“The Devil Wears Nada” Reviewed By A Christian Humanist and A Christian Anarchist (something here is not right)
And/or . . . click here to read a review of The Devil Wears Nada by Jesus Radicals.
Both are solid reviews, and I say that not because they are relatively positive (with stellar criticisms) but because they actually read the book.
But you can’t always count on reviewers reading the material–even from the so-called professionals. I won’t name any names, but one reviewer (it rhymes with Fublisher’s Meekly), literally, skimmed the first two pages and then concluded, incorrectly, it was a book about theodicy. Wow. Good job failing miserably. Not even close.

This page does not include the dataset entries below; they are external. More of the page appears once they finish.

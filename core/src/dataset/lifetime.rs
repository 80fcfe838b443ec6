use crate::telemetry::TelemetryRecord;
use ndarray::{Array1, Array2};
use std::collections::HashMap;

/// Battery health at which the pack is considered end-of-life.
pub const BATTERY_EOL_HEALTH: f64 = 60.0;

/// Ceiling on the days-to-EOL label; also used when the battery is not
/// degrading at all.
pub const LIFETIME_CAP_DAYS: f64 = 500.0;

/// Feature columns of the lifetime dataset, in order.
pub const LIFETIME_FEATURES: [&str; 7] = [
    "batteryHealth",
    "power",
    "temperature",
    "day",
    "in_eclipse",
    "orbit_position",
    "memoryUsage",
];

#[derive(Debug, Clone)]
pub struct LifetimeDataset {
    pub x: Array2<f64>,
    /// Days until the battery reaches `BATTERY_EOL_HEALTH` at the current
    /// per-day degradation rate, clipped to [0, cap].
    pub y: Array1<f64>,
}

impl LifetimeDataset {
    pub fn len(&self) -> usize {
        self.x.nrows()
    }
}

/// Derives days-to-EOL labels from the raw telemetry table.
///
/// The per-day battery rate is the first difference of battery health over
/// elapsed days within each satellite's series (first row treated as
/// zero). Rows with extreme rates (<= -1 or >= 0.1 per day) are dropped.
/// Returns `None` when nothing survives the filter.
pub fn build_lifetime_dataset(records: &[TelemetryRecord]) -> Option<LifetimeDataset> {
    let start = records.iter().map(|r| r.timestamp).min()?;
    let mut previous: HashMap<&str, (f64, f64)> = HashMap::new();
    let mut flat = Vec::new();
    let mut labels = Vec::new();

    for record in records {
        let day = (record.timestamp - start).num_seconds() as f64 / 86_400.0;
        let rate = match previous.get(record.satellite_id.as_str()) {
            Some(&(health, previous_day)) => {
                let elapsed = day - previous_day;
                let elapsed = if elapsed == 0.0 { 1.0 } else { elapsed };
                (record.battery_health - health) / elapsed
            }
            None => 0.0,
        };
        previous.insert(record.satellite_id.as_str(), (record.battery_health, day));

        if rate <= -1.0 || rate >= 0.1 {
            continue;
        }
        let days_to_eol = if rate < 0.0 {
            ((record.battery_health - BATTERY_EOL_HEALTH) / rate.abs())
                .clamp(0.0, LIFETIME_CAP_DAYS)
        } else {
            LIFETIME_CAP_DAYS
        };

        flat.extend_from_slice(&[
            record.battery_health,
            record.power,
            record.temperature,
            day,
            record.in_eclipse as f64,
            record.orbit_position,
            record.memory_usage,
        ]);
        labels.push(days_to_eol);
    }

    if labels.is_empty() {
        return None;
    }
    let rows = labels.len();
    let x = Array2::from_shape_vec((rows, LIFETIME_FEATURES.len()), flat).ok()?;
    Some(LifetimeDataset {
        x,
        y: Array1::from_vec(labels),
    })
}
/// Common error type for pipeline operations.
#[derive(thiserror::Error, Debug)]
pub enum CoreError {
    #[error("i/o failure: {0}")]
    Io(#[from] std::io::Error),
    #[error("csv failure: {0}")]
    Csv(#[from] csv::Error),
    #[error("serialization failure: {0}")]
    Json(#[from] serde_json::Error),
    #[error("invalid input: {0}")]
    InvalidInput(String),
    #[error("internal failure: {0}")]
    Internal(String),
}

pub type CoreResult<T> = Result<T, CoreError>;

pub use crate::features::FeatureTable;
pub use crate::telemetry::{AnomalyEvent, Channel, RootCause, Severity, TelemetryRecord};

You know, it’s not that the reviewers at Publisher’s Weekly, aw crap, I mean, Fublisher’s Meekly, are incompetent–at least, I don’t think they are incompetent–it’s just that they are lazy and immoral. It is absolutely nefarious to review a book one did not read. Their “reading” of the book consisted nothing more of scanning the back summary and the first two pages. Citing from pages one and two, commenting that cynics would enjoy the book (cynics of what?), and that I failed to engage sincere thinkers contemplating theodicy. Um . . . first of all, the book is not about theodicy, and second, I engaged thinkers such as David Bentley Hart, Thomas Aquinas, Karl Barth, Herbert McCabe, Hans Urs von Balthasar, John Milbank, Dante . . . oh, and, what’s that dude’s name . . . most prominent thinker in Christian history . . . oh yes, Augustine . . . but apparently, none of them are sincere thinkers.
Again, I say, “wow.”
Congratulations, Publisher’s Weekly (well, dammit, there I go again), I mean Fublisher’s Meekly: my barely literate undergraduates in Kentucky write better reviews than you. At least they know how to pretend they read more than . . . let’s see . . . oh, 2 goes into 164 . . . that would be . . . um, more than 1.22% of the book.
So, come on, be honest . . . were you just so busy reviewing the same old schlock that you couldn’t be bothered? Were you staying up late at night weeping over the rocky romances found within the pages of An Amish Love when you should have been reading about a match made in hell?
And don’t even bother asking how I know about An Amish Love. That’s quality literature.
(Actually, I wouldn’t know. I pulled a card out of your deck . . . I didn’t read it.)